In another hour, I rolled out of the desert into Florence. It’s a typical one-industry town, but instead of coal or textiles, it depends on the forcible detention of human beings. Some of them are bad-break losers who never connected with the Franklin Planner map of life, others are as feral as the guys we met on the street Monday night, who’d literally just as soon kill you as look at you. Either way, they were the commodity that allowed these desert Florentines to scratch out a living.
Not too many years ago, the Arizona State Prison was a tough joint cut off by bleached walls and miles of arid wasteland from the fine people of the Grand Canyon State. Now it was one of many facilities run in the area by the corrections department. But if humanity regained its virtue tomorrow, the entire non-convict population of Florence would be out of work.

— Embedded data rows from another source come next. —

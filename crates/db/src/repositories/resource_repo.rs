//! Repositories for the `resources` and `activity_resources` tables.

use sqlx::PgPool;
use taskup_core::types::DbId;

use crate::models::resource::{
    ActivityResource, CreateActivityResource, CreateResource, Resource, UpdateResource,
};

// ---------------------------------------------------------------------------
// ResourceRepo
// ---------------------------------------------------------------------------

/// Column list for `resources` queries.
const RESOURCE_COLUMNS: &str = "id, project_id, name, kind, description, unit, total, \
                                available, is_deleted, created_at, updated_at";

/// Provides CRUD operations for project resources.
pub struct ResourceRepo;

impl ResourceRepo {
    /// Insert a new resource, returning the row.
    pub async fn create(pool: &PgPool, input: &CreateResource) -> Result<Resource, sqlx::Error> {
        let query = format!(
            "INSERT INTO resources (project_id, name, kind, description, unit, total, available)
             VALUES ($1, $2, $3, $4, $5, COALESCE($6, 0), COALESCE($7, 0))
             RETURNING {RESOURCE_COLUMNS}"
        );
        sqlx::query_as::<_, Resource>(&query)
            .bind(input.project_id)
            .bind(&input.name)
            .bind(&input.kind)
            .bind(&input.description)
            .bind(&input.unit)
            .bind(input.total)
            .bind(input.available)
            .fetch_one(pool)
            .await
    }

    /// Find a resource by its ID. Excludes soft-deleted rows.
    pub async fn find_by_id(pool: &PgPool, id: DbId) -> Result<Option<Resource>, sqlx::Error> {
        let query =
            format!("SELECT {RESOURCE_COLUMNS} FROM resources WHERE id = $1 AND is_deleted = FALSE");
        sqlx::query_as::<_, Resource>(&query)
            .bind(id)
            .fetch_optional(pool)
            .await
    }

    /// Find a resource by ID, including soft-deleted rows.
    pub async fn find_by_id_include_deleted(
        pool: &PgPool,
        id: DbId,
    ) -> Result<Option<Resource>, sqlx::Error> {
        let query = format!("SELECT {RESOURCE_COLUMNS} FROM resources WHERE id = $1");
        sqlx::query_as::<_, Resource>(&query)
            .bind(id)
            .fetch_optional(pool)
            .await
    }

    /// All live resources of a project.
    pub async fn list_by_project(
        pool: &PgPool,
        project_id: DbId,
    ) -> Result<Vec<Resource>, sqlx::Error> {
        let query = format!(
            "SELECT {RESOURCE_COLUMNS} FROM resources \
             WHERE project_id = $1 AND is_deleted = FALSE ORDER BY created_at"
        );
        sqlx::query_as::<_, Resource>(&query)
            .bind(project_id)
            .fetch_all(pool)
            .await
    }

    /// Update a resource. Only non-`None` fields in `input` are applied.
    pub async fn update(
        pool: &PgPool,
        id: DbId,
        input: &UpdateResource,
    ) -> Result<Option<Resource>, sqlx::Error> {
        let query = format!(
            "UPDATE resources SET
                name = COALESCE($2, name),
                kind = COALESCE($3, kind),
                description = COALESCE($4, description),
                unit = COALESCE($5, unit),
                total = COALESCE($6, total),
                available = COALESCE($7, available),
                updated_at = NOW()
             WHERE id = $1 AND is_deleted = FALSE
             RETURNING {RESOURCE_COLUMNS}"
        );
        sqlx::query_as::<_, Resource>(&query)
            .bind(id)
            .bind(&input.name)
            .bind(&input.kind)
            .bind(&input.description)
            .bind(&input.unit)
            .bind(input.total)
            .bind(input.available)
            .fetch_optional(pool)
            .await
    }
}

// ---------------------------------------------------------------------------
// ActivityResourceRepo
// ---------------------------------------------------------------------------

/// Column list for `activity_resources` queries.
const ACTIVITY_COLUMNS: &str = "id, task_id, resource_id, quantity, estimated_cost, \
                                is_deleted, created_at, updated_at";

/// Provides CRUD operations for resource-to-task assignments.
pub struct ActivityResourceRepo;

impl ActivityResourceRepo {
    /// Insert a new assignment, returning the row.
    pub async fn create(
        pool: &PgPool,
        task_id: DbId,
        input: &CreateActivityResource,
    ) -> Result<ActivityResource, sqlx::Error> {
        let query = format!(
            "INSERT INTO activity_resources (task_id, resource_id, quantity, estimated_cost)
             VALUES ($1, $2, $3, COALESCE($4, 0))
             RETURNING {ACTIVITY_COLUMNS}"
        );
        sqlx::query_as::<_, ActivityResource>(&query)
            .bind(task_id)
            .bind(input.resource_id)
            .bind(input.quantity)
            .bind(input.estimated_cost)
            .fetch_one(pool)
            .await
    }

    /// Find an assignment by its ID. Excludes soft-deleted rows.
    pub async fn find_by_id(
        pool: &PgPool,
        id: DbId,
    ) -> Result<Option<ActivityResource>, sqlx::Error> {
        let query = format!(
            "SELECT {ACTIVITY_COLUMNS} FROM activity_resources WHERE id = $1 AND is_deleted = FALSE"
        );
        sqlx::query_as::<_, ActivityResource>(&query)
            .bind(id)
            .fetch_optional(pool)
            .await
    }

    /// All live assignments of a task.
    pub async fn list_by_task(
        pool: &PgPool,
        task_id: DbId,
    ) -> Result<Vec<ActivityResource>, sqlx::Error> {
        let query = format!(
            "SELECT {ACTIVITY_COLUMNS} FROM activity_resources \
             WHERE task_id = $1 AND is_deleted = FALSE ORDER BY created_at"
        );
        sqlx::query_as::<_, ActivityResource>(&query)
            .bind(task_id)
            .fetch_all(pool)
            .await
    }

}
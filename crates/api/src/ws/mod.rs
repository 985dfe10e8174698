pub mod handler;
pub mod heartbeat;
pub mod rooms;

pub use heartbeat::start_heartbeat;
pub use rooms::ChatRooms;
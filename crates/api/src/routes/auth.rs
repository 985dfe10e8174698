//! Route definitions for the `/auth` resource.

use axum::routing::{get, post};
use axum::Router;

use crate::handlers::auth;
use crate::state::AppState;

/// Routes mounted at `/auth`.
pub fn router() -> Router<AppState> {
    Router::new()
        .route("/register", post(auth::register))
        .route("/verify-email", post(auth::verify_email))
        .route("/resend-code", post(auth::resend_code))
        .route("/login", post(auth::login))
        .route("/refresh", post(auth::refresh))
        .route("/logout", post(auth::logout))
        .route("/me", get(auth::me))
}
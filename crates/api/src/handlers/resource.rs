//! Handlers for project resources and their task assignments.

use axum::extract::{Path, State};
use axum::http::StatusCode;
use axum::Json;
use taskup_core::error::CoreError;
use taskup_core::graph::EntityKind;
use taskup_core::types::DbId;
use taskup_db::models::resource::{
    ActivityResource, CreateActivityResource, CreateResource, Resource, UpdateResource,
};
use taskup_db::repositories::{
    ActivityResourceRepo, CascadeOutcome, LifecycleRepo, ResourceRepo, TaskRepo,
};

use crate::authz::require_access;
use crate::error::{AppError, AppResult};
use crate::middleware::auth::AuthUser;
use crate::response::MessageResponse;
use crate::state::AppState;

fn resource_not_found(id: DbId) -> AppError {
    AppError::Core(CoreError::NotFound {
        entity: "Resource",
        id,
    })
}

/// POST /api/v1/resources
pub async fn create(
    State(state): State<AppState>,
    user: AuthUser,
    Json(input): Json<CreateResource>,
) -> AppResult<(StatusCode, Json<Resource>)> {
    require_access(&state.pool, input.project_id, user.user_id).await?;
    let resource = ResourceRepo::create(&state.pool, &input).await?;
    Ok((StatusCode::CREATED, Json(resource)))
}

/// GET /api/v1/projects/{id}/resources
pub async fn list_by_project(
    State(state): State<AppState>,
    user: AuthUser,
    Path(project_id): Path<DbId>,
) -> AppResult<Json<Vec<Resource>>> {
    require_access(&state.pool, project_id, user.user_id).await?;
    let resources = ResourceRepo::list_by_project(&state.pool, project_id).await?;
    Ok(Json(resources))
}

/// GET /api/v1/resources/{id}
pub async fn get_by_id(
    State(state): State<AppState>,
    user: AuthUser,
    Path(id): Path<DbId>,
) -> AppResult<Json<Resource>> {
    let resource = ResourceRepo::find_by_id(&state.pool, id)
        .await?
        .ok_or_else(|| resource_not_found(id))?;
    require_access(&state.pool, resource.project_id, user.user_id).await?;
    Ok(Json(resource))
}

/// PUT /api/v1/resources/{id}
pub async fn update(
    State(state): State<AppState>,
    user: AuthUser,
    Path(id): Path<DbId>,
    Json(input): Json<UpdateResource>,
) -> AppResult<Json<Resource>> {
    let resource = ResourceRepo::find_by_id(&state.pool, id)
        .await?
        .ok_or_else(|| resource_not_found(id))?;
    require_access(&state.pool, resource.project_id, user.user_id).await?;

    let updated = ResourceRepo::update(&state.pool, id, &input)
        .await?
        .ok_or_else(|| resource_not_found(id))?;
    Ok(Json(updated))
}

/// DELETE /api/v1/resources/{id} -- takes its task assignments with
/// it. Repeat deletion is a no-op success.
pub async fn delete(
    State(state): State<AppState>,
    user: AuthUser,
    Path(id): Path<DbId>,
) -> AppResult<Json<MessageResponse>> {
    let resource = ResourceRepo::find_by_id_include_deleted(&state.pool, id)
        .await?
        .ok_or_else(|| resource_not_found(id))?;
    require_access(&state.pool, resource.project_id, user.user_id).await?;

    let outcome = LifecycleRepo::soft_delete_tree(&state.pool, EntityKind::Resource, id).await?;
    let message = match outcome {
        CascadeOutcome::Deleted => "Resource and its assignments soft-deleted successfully",
        CascadeOutcome::AlreadyDeleted => "Resource already deleted",
        CascadeOutcome::NotFound => return Err(resource_not_found(id)),
    };
    Ok(Json(MessageResponse::new(message)))
}

// ---------------------------------------------------------------------------
// Task assignments
// ---------------------------------------------------------------------------

/// POST /api/v1/tasks/{id}/resources -- assign a resource to a task.
pub async fn assign_to_task(
    State(state): State<AppState>,
    user: AuthUser,
    Path(task_id): Path<DbId>,
    Json(input): Json<CreateActivityResource>,
) -> AppResult<(StatusCode, Json<ActivityResource>)> {
    let task = TaskRepo::find_by_id(&state.pool, task_id)
        .await?
        .ok_or(AppError::Core(CoreError::NotFound {
            entity: "Task",
            id: task_id,
        }))?;
    require_access(&state.pool, task.project_id, user.user_id).await?;

    let resource = ResourceRepo::find_by_id(&state.pool, input.resource_id)
        .await?
        .ok_or_else(|| resource_not_found(input.resource_id))?;
    if resource.project_id != task.project_id {
        return Err(AppError::BadRequest(
            "Resource belongs to a different project".into(),
        ));
    }

    let assignment = ActivityResourceRepo::create(&state.pool, task_id, &input).await?;
    Ok((StatusCode::CREATED, Json(assignment)))
}

/// GET /api/v1/tasks/{id}/resources
pub async fn list_for_task(
    State(state): State<AppState>,
    user: AuthUser,
    Path(task_id): Path<DbId>,
) -> AppResult<Json<Vec<ActivityResource>>> {
    let task = TaskRepo::find_by_id(&state.pool, task_id)
        .await?
        .ok_or(AppError::Core(CoreError::NotFound {
            entity: "Task",
            id: task_id,
        }))?;
    require_access(&state.pool, task.project_id, user.user_id).await?;

    let assignments = ActivityResourceRepo::list_by_task(&state.pool, task_id).await?;
    Ok(Json(assignments))
}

Frances Richie was neither in the big central prison nor in the women’s unit. A guard directed me past a half dozen one-story modern buildings-they were right out of the Cold War missile silo school of architecture-until I came to one with a sign that said: UNIT 13. An appropriate sign of bad luck for what had been a twenty-four-year-old woman who fell in with the wrong kind of man. I checked in, showed credentials, signed papers, and was shown into a large, sunny room stocked with institutional tables and chairs. In a moment, a door buzzed and a woman in a loose denim jumper and clogs came in and shook my hand.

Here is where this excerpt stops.